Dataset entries
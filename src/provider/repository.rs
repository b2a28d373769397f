//! 持久化协作方接口与内存实现。

use std::fmt;
use std::sync::Mutex;
use std::sync::atomic::{AtomicI32, Ordering};

use dashmap::DashMap;
use entity::providers;

use crate::error::{Result, SocialError};
use crate::ldebug;
use crate::logging::{LogComponent, LogStage};

use super::definition::ProviderDefinition;
use super::validation::ProviderValidator;

/// 提供商定义的持久化协作方
pub trait ProviderRepository: Send + Sync {
    fn find(&self, id: i32) -> Result<Option<ProviderDefinition>>;

    /// 按 id 升序列出全部定义
    fn list(&self) -> Result<Vec<ProviderDefinition>>;

    /// 新定义分配 id；更新不存在的 id 返回 NotFound。
    ///
    /// 实现需在写入时复查 (name, type) 唯一性，校验与写入之间的并发保存
    /// 以 Validation 错误拒绝。
    fn save(&self, definition: ProviderDefinition) -> Result<ProviderDefinition>;
}

/// 以记录形式保存在内存中的仓库，读写都经过记录转换
#[derive(Default)]
pub struct MemoryProviderRepository {
    records: DashMap<i32, providers::Model>,
    next_id: AtomicI32,
    // 唯一性复查与写入在同一临界区内完成
    write_lock: Mutex<()>,
}

impl MemoryProviderRepository {
    #[must_use]
    pub fn new() -> Self {
        Self::default()
    }

    /// 直接写入已有记录（模拟历史数据）
    pub fn insert_record(&self, record: providers::Model) {
        self.next_id.fetch_max(record.id, Ordering::SeqCst);
        self.records.insert(record.id, record);
    }

    #[must_use]
    pub fn record(&self, id: i32) -> Option<providers::Model> {
        self.records.get(&id).map(|r| r.value().clone())
    }

    #[must_use]
    pub fn len(&self) -> usize {
        self.records.len()
    }

    #[must_use]
    pub fn is_empty(&self) -> bool {
        self.records.is_empty()
    }
}

impl ProviderRepository for MemoryProviderRepository {
    fn find(&self, id: i32) -> Result<Option<ProviderDefinition>> {
        Ok(self.record(id).map(ProviderDefinition::from))
    }

    fn list(&self) -> Result<Vec<ProviderDefinition>> {
        let mut records: Vec<providers::Model> =
            self.records.iter().map(|r| r.value().clone()).collect();
        records.sort_by_key(|r| r.id);

        Ok(records.into_iter().map(ProviderDefinition::from).collect())
    }

    fn save(&self, definition: ProviderDefinition) -> Result<ProviderDefinition> {
        let _guard = self
            .write_lock
            .lock()
            .map_err(|_| SocialError::storage("提供商仓库写锁已损坏"))?;

        ProviderValidator::validate_unique(&definition, &self.list()?)?;

        let now = chrono::Utc::now().naive_utc();

        let (id, created_at) = match definition.id {
            Some(id) => {
                let existing = self
                    .records
                    .get(&id)
                    .ok_or_else(|| SocialError::not_found("提供商", id.to_string()))?;
                (id, existing.created_at)
            }
            None => (self.next_id.fetch_add(1, Ordering::SeqCst) + 1, now),
        };

        let record = definition.to_record(id, created_at, now)?;
        self.records.insert(id, record);

        ldebug!(
            "system",
            LogStage::Db,
            LogComponent::Repository,
            "save_provider",
            "提供商定义已保存",
            provider_id = id,
            provider = definition.name
        );

        Ok(ProviderDefinition {
            id: Some(id),
            ..definition
        })
    }
}

impl fmt::Debug for MemoryProviderRepository {
    fn fmt(&self, f: &mut fmt::Formatter<'_>) -> fmt::Result {
        f.debug_struct("MemoryProviderRepository")
            .field("records", &self.records.len())
            .finish()
    }
}
//! Training-Export PII Filter (§4.8): a pure function that strips raw
//! identity data from a signal map before it leaves the process as a
//! training record, plus the path generaliser and label derivation it
//! shares with the rest of the export pipeline.

use chrono::{DateTime, Utc};
use regex::Regex;
use serde_json::Value;
use std::collections::HashMap;
use std::sync::OnceLock;

/// Field-name groups the filter treats differently (§4.8).
struct FieldGroups {
    always_strip: &'static [&'static str],
    ua_parsed: &'static [&'static str],
    country: &'static [&'static str],
}

const FIELD_GROUPS: FieldGroups = FieldGroups {
    always_strip: &["user_agent", "raw_ua", "ip", "raw_ip", "ip.provider", "ip.asn", "ip.asn_org"],
    ua_parsed: &["ua.family", "ua.version", "ua.os", "ua.browser", "ua.bot_type", "ua.bot_name"],
    country: &["country_code", "ip.country"],
};

fn long_numeric_or_base64_like_re() -> &'static Regex {
    static RE: OnceLock<Regex> = OnceLock::new();
    RE.get_or_init(|| Regex::new(r"^(?:\d{6,}|[A-Za-z0-9+/]{20,}={0,2})$").unwrap())
}

fn absolute_path_with_query_re() -> &'static Regex {
    static RE: OnceLock<Regex> = OnceLock::new();
    RE.get_or_init(|| Regex::new(r"^/[^\s]*\?").unwrap())
}

/// Strip always-forbidden fields, UA-parsed fields (kept only when the
/// caller is a bot), and country code (kept only for bots) from a signal
/// map. Returns `None` if the map is empty after filtering (§4.8 "Return
/// null if, after filtering, the map is empty").
pub fn filter_signals_for_export(signals: &HashMap<String, Value>, is_bot_detected: bool) -> Option<HashMap<String, Value>> {
    let mut filtered = HashMap::new();

    for (key, value) in signals {
        if FIELD_GROUPS.always_strip.contains(&key.as_str()) {
            continue;
        }
        if FIELD_GROUPS.ua_parsed.contains(&key.as_str()) && !is_bot_detected {
            continue;
        }
        if FIELD_GROUPS.country.contains(&key.as_str()) && !is_bot_detected {
            continue;
        }
        if let Value::String(s) = value {
            if absolute_path_with_query_re().is_match(s) || long_numeric_or_base64_like_re().is_match(s) {
                continue;
            }
        }
        filtered.insert(key.clone(), value.clone());
    }

    if filtered.is_empty() {
        None
    } else {
        Some(filtered)
    }
}

/// Strip query strings, replace GUID-like/long-numeric/base64-like path
/// segments with `*`, keep everything else verbatim (§4.8 "Path
/// generaliser").
pub fn generalize_path(path: &str) -> String {
    if path.is_empty() {
        return "/".to_string();
    }

    let without_query = path.split('?').next().unwrap_or("");
    if without_query.is_empty() {
        return "/".to_string();
    }

    let guid_like = guid_like_re();
    let digits_re = digits_re();
    let base64_like = base64_like_re();

    let generalized: Vec<&str> = without_query
        .split('/')
        .map(|segment| {
            if segment.is_empty() {
                segment
            } else if guid_like.is_match(segment) || digits_re.is_match(segment) || base64_like.is_match(segment) {
                "*"
            } else {
                segment
            }
        })
        .collect();

    generalized.join("/")
}

fn guid_like_re() -> &'static Regex {
    static RE: OnceLock<Regex> = OnceLock::new();
    RE.get_or_init(|| Regex::new(r"^[0-9a-fA-F-]{8,}$").unwrap())
}

fn digits_re() -> &'static Regex {
    static RE: OnceLock<Regex> = OnceLock::new();
    RE.get_or_init(|| Regex::new(r"^\d{4,}$").unwrap())
}

fn base64_like_re() -> &'static Regex {
    static RE: OnceLock<Regex> = OnceLock::new();
    RE.get_or_init(|| Regex::new(r"^[A-Za-z0-9+/_-]{20,}={0,2}$").unwrap())
}

/// probability >= 0.7 -> "bot"; <= 0.3 -> "human"; else "uncertain"
/// (§4.8 "Label derivation").
pub fn derive_label(probability: f64) -> &'static str {
    if probability >= 0.7 {
        "bot"
    } else if probability <= 0.3 {
        "human"
    } else {
        "uncertain"
    }
}

/// One filtered training-export record (§3 wire format).
#[derive(Debug, Clone, serde::Serialize)]
pub struct TrainingExportRecord {
    pub label: String,
    pub probability: f64,
    pub signature: String,
    pub path: String,
    #[serde(rename = "countryCode", skip_serializing_if = "Option::is_none")]
    pub country_code: Option<String>,
    #[serde(skip_serializing_if = "Option::is_none")]
    pub signals: Option<HashMap<String, Value>>,
    pub timestamp: DateTime<Utc>,
}

/// Build a training-export record from raw request-scoped fields,
/// applying the path generaliser, label derivation, and signal filter.
/// Country code is included only when the caller was detected as a bot,
/// matching the signal-map rule.
pub fn build_export_record(
    probability: f64,
    signature: &str,
    raw_path: &str,
    country_code: Option<&str>,
    signals: &HashMap<String, Value>,
    now: DateTime<Utc>,
) -> TrainingExportRecord {
    let is_bot = probability >= 0.7;
    TrainingExportRecord {
        label: derive_label(probability).to_string(),
        probability,
        signature: signature.to_string(),
        path: generalize_path(raw_path),
        country_code: if is_bot { country_code.map(str::to_string) } else { None },
        signals: filter_signals_for_export(signals, is_bot),
        timestamp: now,
    }
}

#[cfg(test)]
mod tests {
    use super::*;
    use serde_json::json;

    fn now() -> DateTime<Utc> {
        DateTime::from_timestamp(1_700_000_000, 0).unwrap()
    }

    #[test]
    fn always_strip_fields_are_removed_regardless_of_bot_status() {
        let mut signals = HashMap::new();
        signals.insert("user_agent".to_string(), json!("Mozilla/5.0"));
        signals.insert("ip".to_string(), json!("203.0.113.10"));
        signals.insert("ua.family".to_string(), json!("Chrome"));
        let filtered = filter_signals_for_export(&signals, true).unwrap();
        assert!(!filtered.contains_key("user_agent"));
        assert!(!filtered.contains_key("ip"));
    }

    #[test]
    fn ua_parsed_fields_are_kept_for_bots_and_stripped_for_humans() {
        let mut signals = HashMap::new();
        signals.insert("ua.bot_type".to_string(), json!("scraper"));

        let bot_filtered = filter_signals_for_export(&signals, true).unwrap();
        assert!(bot_filtered.contains_key("ua.bot_type"));

        let human_filtered = filter_signals_for_export(&signals, false);
        assert!(human_filtered.is_none());
    }

    #[test]
    fn country_code_kept_for_bots_stripped_for_humans() {
        let mut signals = HashMap::new();
        signals.insert("country_code".to_string(), json!("RU"));
        assert!(filter_signals_for_export(&signals, true).unwrap().contains_key("country_code"));
        assert!(filter_signals_for_export(&signals, false).is_none());
    }

    #[test]
    fn empty_map_after_filtering_returns_none() {
        let mut signals = HashMap::new();
        signals.insert("raw_ip".to_string(), json!("203.0.113.10"));
        assert!(filter_signals_for_export(&signals, true).is_none());
    }

    #[test]
    fn long_numeric_and_base64_looking_values_are_stripped() {
        let mut signals = HashMap::new();
        signals.insert("session".to_string(), json!("dGhpc2lzYWxvbmdiYXNlNjRzdHJpbmc="));
        signals.insert("counter".to_string(), json!("123456789"));
        signals.insert("small".to_string(), json!("ok"));
        let filtered = filter_signals_for_export(&signals, true).unwrap();
        assert_eq!(filtered.len(), 1);
        assert!(filtered.contains_key("small"));
    }

    #[test]
    fn path_generaliser_strips_query_and_replaces_numeric_segments() {
        assert_eq!(generalize_path("/users/482910?token=abc"), "/users/*");
    }

    #[test]
    fn path_generaliser_replaces_guid_like_segments() {
        assert_eq!(generalize_path("/orders/3fa85f64-5717-4562-b3fc"), "/orders/*");
    }

    #[test]
    fn path_generaliser_keeps_ordinary_segments_verbatim() {
        assert_eq!(generalize_path("/products/shoes"), "/products/shoes");
    }

    #[test]
    fn empty_path_generalises_to_root() {
        assert_eq!(generalize_path(""), "/");
        assert_eq!(generalize_path("?a=1"), "/");
    }

    #[test]
    fn label_thresholds_match_spec_boundaries() {
        assert_eq!(derive_label(0.7), "bot");
        assert_eq!(derive_label(0.3), "human");
        assert_eq!(derive_label(0.5), "uncertain");
    }

    #[test]
    fn build_export_record_only_includes_country_for_bots() {
        let signals = HashMap::new();
        let record = build_export_record(0.9, "sig1", "/admin/12345", Some("CN"), &signals, now());
        assert_eq!(record.country_code.as_deref(), Some("CN"));
        assert_eq!(record.path, "/admin/*");
        assert_eq!(record.label, "bot");

        let human_record = build_export_record(0.1, "sig2", "/", Some("US"), &signals, now());
        assert_eq!(human_record.country_code, None);
    }
}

▸ **Task requirements**
Every line above carrying the word "records" needs to be shown.

▸ **Task result**
    records: DashMap<i32, providers::Model>,
        self.records.insert(record.id, record);
        self.records.get(&id).map(|r| r.value().clone())
        self.records.len()
        self.records.is_empty()
        let mut records: Vec<providers::Model> =
            self.records.iter().map(|r| r.value().clone()).collect();
        records.sort_by_key(|r| r.id);
        Ok(records.into_iter().map(ProviderDefinition::from).collect())
                    .records
        self.records.insert(id, record);
            .field("records", &self.records.len())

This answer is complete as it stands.